Vale la pena traer a colación un comentario de Javier sobre el sistema pastoril. Para él, en este sistema, los sujetos en su pequenez construyen sociedad, una sociedad distinta, autónoma por la domesticación de las chivas y al margen del capitalismo. Y es tal aseveración la que vuelve a motivar el querer conocer tales sociedades e indagar si la tan anhelada autonomía que persiguen muchos pueblos, aquí es posible. Más podría decirse al respecto, el texto de Javier suscita preguntas y a veces, viendo el efecto avasallante del capitalismo, le hace a uno dudar si ello es posible y si realmente el sistema pastoril de propiedad colectiva o social se relaciona con la autonomía en resistencia. ¿Es una realidad lo que se dice o un espejismo que motiva al autor ver en un sistema pastoril un oasis de esperanza?
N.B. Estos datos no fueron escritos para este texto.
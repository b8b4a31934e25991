pub mod prelude;
pub mod prep;
use volpatch::prelude::TileLayout;

pub fn positive_size(s: &str) -> Result<usize, String> {
    let size: usize = s
        .parse()
        .map_err(|_| format!("`{s}` is not a legal patch size"))?;
    if size == 0 {
        return Err("patch size must be positive".to_string());
    }
    Ok(size)
}

pub fn ratio_legal_range(s: &str) -> Result<f64, String> {
    let ratio: f64 = s
        .parse()
        .map_err(|_| format!("`{s}` is not a legal ratio"))?;
    if !(0.0..=1.0).contains(&ratio) {
        return Err(format!("ratio should be in range [0, 1], but got `{ratio}`"));
    }
    Ok(ratio)
}

pub fn layout_name(s: &str) -> Result<TileLayout, String> {
    match s {
        "cube" => Ok(TileLayout::Cube),
        "slab" => Ok(TileLayout::Slab),
        _ => Err(format!("unknown layout `{s}`, expected `cube` or `slab`")),
    }
}

/// 解析有限的`f32`，`what`用于错误信息。
fn finite_f32(s: &str, what: &str) -> Result<f32, String> {
    s.parse::<f32>()
        .ok()
        .filter(|v| v.is_finite())
        .ok_or_else(|| format!("`{s}` is not a legal {what}"))
}

/// CT窗位，限定在(-10000, 10000)之内。
pub fn ct_centre_legal_range(s: &str) -> Result<f32, String> {
    let centre = finite_f32(s, "CT centre value")?;
    if centre.abs() >= 10000.0 {
        return Err(format!("CT centre {centre} is outside (-10000, 10000)"));
    }
    Ok(centre)
}

/// CT窗宽，必须为正。
pub fn ct_width_legal_range(s: &str) -> Result<f32, String> {
    let width = finite_f32(s, "CT width value")?;
    if width <= 0.0 {
        return Err(format!("CT width {width} is not positive"));
    }
    Ok(width)
}

#[cfg(test)]
mod tests {
    use super::*;

    #[test]
    fn test_value_parsers() {
        assert_eq!(positive_size("64"), Ok(64));
        assert!(positive_size("0").is_err());
        assert!(positive_size("-3").is_err());
        assert_eq!(ratio_legal_range("0.9"), Ok(0.9));
        assert!(ratio_legal_range("1.01").is_err());
        assert_eq!(layout_name("slab"), Ok(TileLayout::Slab));
        assert!(layout_name("Cube").is_err());
        assert!(ct_centre_legal_range("-500").is_ok());
        assert!(ct_centre_legal_range("10000").is_err());
        assert!(ct_centre_legal_range("NaN").is_err());
        assert!(ct_width_legal_range("0").is_err());
        assert_eq!(ct_width_legal_range("1000"), Ok(1000.0));
        assert!(ct_width_legal_range("inf").is_err());
        assert!(ct_centre_legal_range("abc").is_err());
    }
}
Dejo para el final el excelente prólogo realizado a la obra por Pedro Tomé Martín en el que inicia su texto señalando “Atrapados como estamos en un tiempo que parece acelerarse continuamente, en el que nuestra vida es un ’no parar’, un ’ir de aquí para allá’, pocas veces nos detenemos a pensar que los desplazamientos son inherentes a nuestro convivir” (p. 9). Así, para el autor del prólogo, los pastores trashumantes del altiplano son los constructores de sus propios tiempos y espacios que convergen y trasponen un mundo en el que sus prácticas, de antaño realizadas, se mantienen todavía en el México del siglo XXI. Agrego asimismo las palabras del texto de Ignacio Betancourt, mismo en que apunta: “Es sabido que la expresión oral puede existir sin ninguna escritura, pero nunca ha habido escritura sin oralidad, de ahí la importancia de lo hablado, pues en múltiples contextos una conversación se vuelve ideal para el conocimiento de los más diversos asuntos” (p. 173). Y si la conversación de nuestros autores fue la base para escribir este texto, también el lector encuentra que además de la oralidad traducida en escritura hay otros recursos que nos permiten también seguir el sendero, que a lo largo de la historia y lo ancho de ese gran espacio que es el altiplano potosino, realizan las cabras, como son la imagen y el registro meticuloso de los elementos sociales y naturales vertidos en números, gráficas, mapas y una muy buena selección de fotos que, sin estar uno ahí, permiten ver esos paisajes, las viviendas trashumantes, los rostros de esas mujeres, hombres, niños, a los diablos, ermitaño, pastores y otros actores de las pastorelas, de esas cabras, protagonistas sin duda de eso que llaman sistema pastoril, a las que se ordeña y sacrifica después. Las imágenes permiten ver asimismo el trabajo familiar, las reuniones para recuperar la tierra y a Don Juan, el cabrero con el que Betancourt dialoga y cuya imagen con su sombrero redondo y su vara, montado sobre su burro le recuerda y nos recuerda a Sancho Panza. El cabrero que con sus recuerdos nos muestra una faceta más de ese mundo y sistema pastoril que podemos aprehender gracias a esta obra. Felicidades a Isabel Mora por entregarnos este libro que sin duda contribuirá a tener un acercamiento a las culturas del desierto.